The answer must be every line of the records below that contains the word "Dmacr".
#####
// SPDX-License-Identifier: Apache-2.0
// Copyright 2024-2026 Qbitel Inc.

//! FIFO flow control
//!
//! Word-granular access to the input and output FIFOs plus the flow
//! predicates that gate it. The controller knows nothing about blocks;
//! framing is the caller's job. Three disciplines sit on top of this:
//!
//! - polling the predicates before each push/pop
//! - interrupts, forwarded one notification per source assertion by
//!   [`Cryp::service_interrupt`]
//! - DMA, which moves words directly and only needs its per-direction
//!   request enables toggled here

use crate::cryp::Cryp;
use crate::error::{CrypResult, Violation};
use crate::regs::{DmaRequests, Interrupts, Status};
use crate::traits::{CrypRegisters, Reg};

/// Interrupt notification forwarded to the caller
#[derive(Debug, Clone, Copy, PartialEq, Eq, Hash)]
pub enum CrypEvent {
    /// Input FIFO can take more words
    InputService,
    /// Output FIFO holds words to read
    OutputService,
}

impl<R: CrypRegisters> Cryp<R> {
    /// Read all status flags (fresh)
    pub fn status(&mut self) -> Status {
        Status::from_bits_truncate(self.regs.read(Reg::Sr))
    }

    /// Input FIFO can accept a word
    pub fn input_not_full(&mut self) -> bool {
        self.status().contains(Status::IN_NOT_FULL)
    }

    /// Input FIFO is empty
    pub fn input_empty(&mut self) -> bool {
        self.status().contains(Status::IN_EMPTY)
    }

    /// Output FIFO holds at least one word
    pub fn output_not_empty(&mut self) -> bool {
        self.status().contains(Status::OUT_NOT_EMPTY)
    }

    /// Output FIFO is full
    pub fn output_full(&mut self) -> bool {
        self.status().contains(Status::OUT_FULL)
    }

    /// Push one word into the input FIFO
    ///
    /// Checked against the input-not-full flag first; a full FIFO is
    /// refused instead of silently dropping the word.
    pub fn push_word(&mut self, word: u32) -> CrypResult<()> {
        if !self.input_not_full() {
            return Err(self.violation(Violation::InputFifoFull));
        }
        self.regs.write(Reg::Din, word);
        Ok(())
    }

    /// Pop one word from the output FIFO
    pub fn pop_word(&mut self) -> CrypResult<u32> {
        if !self.output_not_empty() {
            return Err(self.violation(Violation::OutputFifoEmpty));
        }
        Ok(self.regs.read(Reg::Dout))
    }

    /// Enable or disable DMA requests per direction
    pub fn set_dma(&mut self, requests: DmaRequests, enable: bool) {
        if enable {
            self.regs.set_bits(Reg::Dmacr, requests.bits());
        } else {
            self.regs.clear_bits(Reg::Dmacr, requests.bits());
        }
    }

    /// DMA requests currently enabled
    pub fn dma_requests(&mut self) -> DmaRequests {
        DmaRequests::from_bits_truncate(self.regs.read(Reg::Dmacr))
    }

    /// Unmask or mask interrupt sources
    pub fn set_interrupts(&mut self, sources: Interrupts, enable: bool) {
        if enable {
            self.regs.set_bits(Reg::Imscr, sources.bits());
        } else {
            self.regs.clear_bits(Reg::Imscr, sources.bits());
        }
    }

    /// Unmasked interrupt sources
    pub fn interrupt_mask(&mut self) -> Interrupts {
        Interrupts::from_bits_truncate(self.regs.read(Reg::Imscr))
    }

    /// Interrupt sources asserted before masking
    pub fn raw_interrupts(&mut self) -> Interrupts {
        Interrupts::from_bits_truncate(self.regs.read(Reg::Risr))
    }

    /// Interrupt sources asserted after masking
    pub fn pending_interrupts(&mut self) -> Interrupts {
        Interrupts::from_bits_truncate(self.regs.read(Reg::Misr))
    }

    /// Forward each masked source that became asserted since the last call
    ///
    /// A source that stays asserted is delivered once; it is delivered again
    /// only after it has been seen deasserted. Nothing is buffered or
    /// coalesced. Returns the number of notifications delivered.
    pub fn service_interrupt<F>(&mut self, mut handler: F) -> usize
    where
        F: FnMut(CrypEvent),
    {
        let pending = self.pending_interrupts();
        let rising = pending.difference(self.asserted);
        self.asserted = pending;

        let mut delivered = 0;
        if rising.contains(Interrupts::INPUT) {
            handler(CrypEvent::InputService);
            delivered += 1;
        }
        if rising.contains(Interrupts::OUTPUT) {
            handler(CrypEvent::OutputService);
            delivered += 1;
        }
        delivered
    }
}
#####
• [ANSWER SECTION]:
            self.regs.set_bits(Reg::Dmacr, requests.bits());
            self.regs.clear_bits(Reg::Dmacr, requests.bits());
        DmaRequests::from_bits_truncate(self.regs.read(Reg::Dmacr))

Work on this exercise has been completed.